The diagnosis of a rare disease can be a difficult process that can take several years due to lack of scientific knowledge and quality information. In fact, patients with rare diseases visit an average of 7.3 physicians before receiving an accurate diagnosis. There are over 7,000 different types of rare diseases and disorders, with more being discovered every day, affecting more than 10% of the population. Over 80% of rare diseases are of genetic origin, and although as much as 95% of these have no approved drug treatment, a quick and accurate diagnosis is important to better manage symptoms and improve quality of life.

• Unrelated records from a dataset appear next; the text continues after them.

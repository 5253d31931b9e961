//! UI tool modes and click dispatch.
//!
//! # Responsibility
//! - Model the active tool and the pending pick as a value owned by the
//!   presentation layer.
//! - Route one cell click to the matching board operation.
//!
//! # Invariants
//! - A pending pick never survives a mode switch or navigation.
//! - A pick recorded on another board, or whose anchor is gone, is dropped
//!   before dispatch.
//! - A refused drop/resize keeps the pick so another target can be chosen.
//! - In move mode, clicking a different tile re-picks it unless the swap
//!   policy applies to two 1x1 tiles.

use crate::config::{BoardsConfig, MovePolicy};
use crate::grid::{FootprintLookup, Occupancy, TileSize};
use crate::model::board::{BoardId, SlotRef};
use crate::model::item::ItemId;
use crate::model::state::BoardState;
use crate::ops::{
    move_tile, resize_item, toggle_item_size, trash_tile, MoveOutcome, OpError, OpResult,
    TrashOutcome,
};

/// Active tool. Modes are mutually exclusive.
#[derive(Debug, Clone, Copy, Default, PartialEq, Eq)]
pub enum ToolMode {
    /// Plain clicks open boards and edit items.
    #[default]
    None,
    /// Pick a tile, then a destination cell.
    Move,
    /// Pick an item, then its new bottom-right cell.
    Size,
    /// Click a tile to delete it.
    Trash,
}

impl ToolMode {
    /// Parses a lowercase mode label.
    pub fn parse(value: &str) -> Option<Self> {
        match value.trim().to_ascii_lowercase().as_str() {
            "" | "none" => Some(Self::None),
            "move" => Some(Self::Move),
            "size" | "resize" => Some(Self::Size),
            "trash" => Some(Self::Trash),
            _ => None,
        }
    }

    /// Stable lowercase label.
    pub fn as_str(self) -> &'static str {
        match self {
            Self::None => "none",
            Self::Move => "move",
            Self::Size => "size",
            Self::Trash => "trash",
        }
    }
}

/// Tile selected by the first click of a two-step operation.
#[derive(Debug, Clone, Copy, PartialEq, Eq)]
pub struct Pick {
    /// Board the pick was made on.
    pub board_id: BoardId,
    /// Anchor index of the picked tile.
    pub slot_index: usize,
}

/// Mode plus pending pick, passed into every click dispatch.
#[derive(Debug, Clone, Copy, Default, PartialEq, Eq)]
pub struct Interaction {
    mode: ToolMode,
    pick: Option<Pick>,
}

impl Interaction {
    /// Starts in `mode` with no pick.
    pub fn new(mode: ToolMode) -> Self {
        Self { mode, pick: None }
    }

    /// Restores an interaction, e.g. from FFI arguments.
    pub fn with_pick(mode: ToolMode, pick: Option<Pick>) -> Self {
        Self { mode, pick }
    }

    /// Active tool.
    pub fn mode(&self) -> ToolMode {
        self.mode
    }

    /// Pending pick, if any.
    pub fn pick(&self) -> Option<Pick> {
        self.pick
    }

    /// Switches tool and discards the pending pick.
    pub fn set_mode(&mut self, mode: ToolMode) {
        self.mode = mode;
        self.pick = None;
    }

    /// Discards the pending pick after the viewed board changes.
    pub fn on_navigate(&mut self) {
        self.pick = None;
    }

    /// Discards the pending pick.
    pub fn cancel(&mut self) {
        self.pick = None;
    }
}

/// Result of one dispatched click.
#[derive(Debug, Clone, PartialEq, Eq)]
pub enum ClickOutcome {
    /// Nothing to do for this cell in this mode.
    Ignored,
    /// Navigate into a child board.
    OpenBoard(BoardId),
    /// Open the editor for an item.
    EditItem(ItemId),
    /// First click of move/size recorded a pick.
    Picked {
        /// Picked anchor.
        anchor: usize,
    },
    /// The picked tile was clicked again; pick discarded.
    PickCleared,
    /// Move applied.
    Moved(MoveOutcome),
    /// Item footprint changed.
    Resized {
        /// Item anchor.
        anchor: usize,
        /// New footprint.
        size: TileSize,
    },
    /// Tile deleted.
    Trashed(TrashOutcome),
}

impl ClickOutcome {
    /// Returns whether the state was changed and must be persisted.
    pub fn is_mutation(&self) -> bool {
        match self {
            Self::Moved(outcome) => *outcome != MoveOutcome::Unchanged,
            Self::Resized { .. } | Self::Trashed(_) => true,
            Self::Ignored
            | Self::OpenBoard(_)
            | Self::EditItem(_)
            | Self::Picked { .. }
            | Self::PickCleared => false,
        }
    }
}

/// Dispatches a click on `cell` of `board_id` for the active mode.
///
/// A click on any cell of a tile's footprint addresses that tile's anchor,
/// except for drop/resize targets, which use the clicked cell itself.
///
/// # Errors
/// - Any `OpError` from the underlying operation; the state is unchanged.
pub fn dispatch_click(
    state: &mut BoardState,
    config: &BoardsConfig,
    interaction: &mut Interaction,
    board_id: BoardId,
    cell: usize,
    cols: usize,
) -> OpResult<ClickOutcome> {
    let board = state
        .boards
        .get(&board_id)
        .ok_or(OpError::BoardNotFound(board_id))?;
    if cell >= board.slot_count() {
        return Err(OpError::SlotOutOfRange {
            index: cell,
            slot_count: board.slot_count(),
        });
    }

    let occupancy = Occupancy::build(&board.slots, &state.items, cols);
    let owner = occupancy.owner(cell);
    let owner_ref = owner.and_then(|anchor| board.slot(anchor));

    if let Some(pick) = interaction.pick {
        if pick.board_id != board_id || board.slot(pick.slot_index).is_none() {
            interaction.pick = None;
        }
    }
    let pending = interaction.pick.map(|pick| pick.slot_index);
    let repick = match (pending, owner) {
        (Some(from), Some(other)) if other != from => {
            let unit = |index: usize| {
                board
                    .slot(index)
                    .is_some_and(|slot_ref| state.items.footprint(&slot_ref).is_unit())
            };
            let swaps =
                config.move_policy == MovePolicy::Swap && other == cell && unit(from) && unit(other);
            !swaps
        }
        _ => false,
    };

    match interaction.mode {
        ToolMode::None => Ok(match owner_ref {
            Some(SlotRef::Board { id }) if state.boards.contains_key(&id) => {
                ClickOutcome::OpenBoard(id)
            }
            Some(SlotRef::Item { id }) if state.items.contains_key(&id) => {
                ClickOutcome::EditItem(id)
            }
            _ => ClickOutcome::Ignored,
        }),
        ToolMode::Trash => match owner {
            Some(anchor) => Ok(ClickOutcome::Trashed(trash_tile(state, board_id, anchor)?)),
            None => Ok(ClickOutcome::Ignored),
        },
        ToolMode::Move => match (pending, owner) {
            (None, Some(anchor)) => Ok(pick(interaction, board_id, anchor)),
            (None, None) => Ok(ClickOutcome::Ignored),
            (Some(_), Some(other)) if repick => Ok(pick(interaction, board_id, other)),
            (Some(from), _) if from == cell => {
                interaction.pick = None;
                Ok(ClickOutcome::PickCleared)
            }
            (Some(from), _) => {
                let outcome = move_tile(state, config, board_id, from, cell, cols)?;
                interaction.pick = None;
                Ok(ClickOutcome::Moved(outcome))
            }
        },
        ToolMode::Size => match (pending, owner_ref) {
            (None, Some(SlotRef::Board { .. })) => {
                Err(OpError::NotResizable(owner.unwrap_or(cell)))
            }
            (None, Some(SlotRef::Item { .. })) => {
                Ok(pick(interaction, board_id, owner.unwrap_or(cell)))
            }
            (None, None) => Ok(ClickOutcome::Ignored),
            (Some(anchor), _) => {
                let size = if anchor == cell {
                    toggle_item_size(state, config, board_id, anchor, cols)?
                } else {
                    resize_item(state, board_id, anchor, cell, cols)?
                };
                interaction.pick = None;
                Ok(ClickOutcome::Resized { anchor, size })
            }
        },
    }
}

fn pick(interaction: &mut Interaction, board_id: BoardId, anchor: usize) -> ClickOutcome {
    interaction.pick = Some(Pick {
        board_id,
        slot_index: anchor,
    });
    ClickOutcome::Picked { anchor }
}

The Cambridge, UK-based startup Congenica has developed a pioneering clinical genomics analytics platform, called Sapientia. The platform, a genetic interpretation software, screen whole genome sequence data to identify gene mutations and highlight those that are associated with inherited and acquired genetic disorders, enabling clinicians to provide a fast and accurate clinical diagnosis. And as a clinician identifies a mutation associated with a disease or disorders, this information is stored within the Sapientia software along with the clinician’s expert opinions, helping other clinicians when diagnosing their own patients with similar conditions. This creates a powerful virtuous circle: the more information is collected, the more likely a faster diagnosis for future patients.

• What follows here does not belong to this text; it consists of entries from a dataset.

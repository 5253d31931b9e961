//! Tile deletion and recursive board removal.

use super::{anchored_ref, board_ref, OpResult};
use crate::model::board::{BoardId, SlotRef};
use crate::model::item::ItemId;
use crate::model::state::BoardState;
use std::collections::HashSet;

/// Records removed by one trash operation.
#[derive(Debug, Clone, Default, PartialEq, Eq)]
pub struct TrashOutcome {
    /// Removed boards, children before parents.
    pub removed_boards: Vec<BoardId>,
    /// Removed items.
    pub removed_items: Vec<ItemId>,
}

impl TrashOutcome {
    /// Returns whether `board_id` was removed.
    pub fn removed_board(&self, board_id: BoardId) -> bool {
        self.removed_boards.contains(&board_id)
    }
}

/// Deletes the tile anchored at `index` on `board_id`.
///
/// Items are removed from the item table; boards are removed recursively
/// with [`delete_board_recursive`]. The originating slot is cleared when
/// its board still exists afterwards.
///
/// # Errors
/// - `BoardNotFound`, `SlotOutOfRange`, `EmptySlot` for bad targets.
pub fn trash_tile(state: &mut BoardState, board_id: BoardId, index: usize) -> OpResult<TrashOutcome> {
    let slot_ref = anchored_ref(board_ref(state, board_id)?, index)?;

    let outcome = match slot_ref {
        SlotRef::Item { id } => {
            let mut outcome = TrashOutcome::default();
            if state.items.remove(&id).is_some() {
                outcome.removed_items.push(id);
            }
            outcome
        }
        SlotRef::Board { id } => delete_board_recursive(state, id),
    };

    if let Some(board) = state.boards.get_mut(&board_id) {
        board.slots[index] = None;
    }
    Ok(outcome)
}

/// Removes `board_id`, every board and item reachable through its slots,
/// and every reference to a removed record left in the remaining boards.
///
/// Missing boards are tolerated and yield an empty outcome.
pub fn delete_board_recursive(state: &mut BoardState, board_id: BoardId) -> TrashOutcome {
    let mut outcome = TrashOutcome::default();
    let mut visited = HashSet::new();
    remove_subtree(state, board_id, &mut visited, &mut outcome);

    let removed_boards: HashSet<BoardId> = outcome.removed_boards.iter().copied().collect();

    // Items owned by a removed board but not anchored in its slots.
    let orphans: Vec<ItemId> = state
        .items
        .values()
        .filter(|item| removed_boards.contains(&item.board_id))
        .map(|item| item.id)
        .collect();
    for id in orphans {
        state.items.remove(&id);
        outcome.removed_items.push(id);
    }

    let removed_items: HashSet<ItemId> = outcome.removed_items.iter().copied().collect();
    for board in state.boards.values_mut() {
        for slot in board.slots.iter_mut() {
            let dangling = match slot {
                Some(SlotRef::Board { id }) => removed_boards.contains(id),
                Some(SlotRef::Item { id }) => removed_items.contains(id),
                None => false,
            };
            if dangling {
                *slot = None;
            }
        }
    }

    outcome
}

fn remove_subtree(
    state: &mut BoardState,
    board_id: BoardId,
    visited: &mut HashSet<BoardId>,
    outcome: &mut TrashOutcome,
) {
    if !visited.insert(board_id) {
        return;
    }
    let Some(board) = state.boards.get(&board_id) else {
        return;
    };
    let refs: Vec<SlotRef> = board.anchors().map(|(_, slot_ref)| slot_ref).collect();

    for slot_ref in refs {
        match slot_ref {
            SlotRef::Board { id } => remove_subtree(state, id, visited, outcome),
            SlotRef::Item { id } => {
                if state.items.remove(&id).is_some() {
                    outcome.removed_items.push(id);
                }
            }
        }
    }

    if state.boards.remove(&board_id).is_some() {
        outcome.removed_boards.push(board_id);
    }
}

#[cfg(test)]
mod tests {
    use super::{delete_board_recursive, trash_tile};
    use crate::config::BoardsConfig;
    use crate::model::board::SlotRef;
    use crate::model::item::ItemKind;
    use crate::model::state::BoardState;
    use crate::ops::{create_board, create_item, OpError};

    #[test]
    fn trash_item_clears_slot_and_table() {
        let config = BoardsConfig::default();
        let mut state = BoardState::bootstrap(&config.grid);
        let root_id = state.root_board().unwrap().id;
        let (item_id, anchor) =
            create_item(&mut state, &config, root_id, ItemKind::Note, None, "a", 10).unwrap();

        let outcome = trash_tile(&mut state, root_id, anchor).unwrap();
        assert_eq!(outcome.removed_items, vec![item_id]);
        assert!(state.items.is_empty());
        assert!(state.boards[&root_id].slots[anchor].is_none());
    }

    #[test]
    fn trash_empty_slot_is_refused() {
        let config = BoardsConfig::default();
        let mut state = BoardState::bootstrap(&config.grid);
        let root_id = state.root_board().unwrap().id;
        assert_eq!(
            trash_tile(&mut state, root_id, 3).unwrap_err(),
            OpError::EmptySlot(3)
        );
    }

    #[test]
    fn recursive_delete_survives_cycles_and_sweeps_stray_refs() {
        let config = BoardsConfig::default();
        let mut state = BoardState::bootstrap(&config.grid);
        let root_id = state.root_board().unwrap().id;
        let a = create_board(&mut state, &config, root_id, Some("A"), 10).unwrap();
        let b = create_board(&mut state, &config, a, Some("B"), 10).unwrap();
        // Corrupt: B also points back at A, and root holds a second ref to B.
        state.boards.get_mut(&b).unwrap().slots[0] = Some(SlotRef::Board { id: a });
        state.boards.get_mut(&root_id).unwrap().slots[5] = Some(SlotRef::Board { id: b });

        let outcome = delete_board_recursive(&mut state, a);
        assert!(outcome.removed_board(a));
        assert!(outcome.removed_board(b));
        assert_eq!(state.boards.len(), 1);
        let root = &state.boards[&root_id];
        assert!(root.slots.iter().all(Option::is_none));
    }
}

Whole genome analysis has the potential to transform diagnosis of rare genetic diseases, but until now, the volume and complexity of the data and the lack of sophisticated tools to analyze and interpret the information have limited its role in the clinic. Congenica, and their powerful Sapientia software addresses this problem, and is able to identify, interpret, and pinpoint a single gene change that is responsible for a patient’s disease. The innovative technology will revolutionize how we diagnose rare diseases, and by incorporating multiple international databases and published literature together in a single user interface, clinicians benefit from prior diagnostic annotations by other clinical experts. This speeds up patient diagnosis, which may take only minutes rather than years, in addition to improving quality of information available both to clinicians and patients. It will also provide new insights for future screening and treatment of all genetic diseases, advancing our understanding of rare disorders and improve the performance of therapeutic research and development.
Congenica is a spin-out from the Wellcome Trust Sanger Institute, and was earlier in 2016 selected as one of Europe’s top 25 digital health companies at the Healthtech Summit in Lausanne. The startup has previously raised over £3 million from Cambridge Innovation Capital and Amadeus Capital Partners, in addition to being awarded £300,000 from Innovate UK. They recently won the ‘Best Implementation of Digital Healthcare’ at the OBN Awards, as well as the NHS Innovation Competition, organized by the NHS Innovation Hub Health Enterprise East.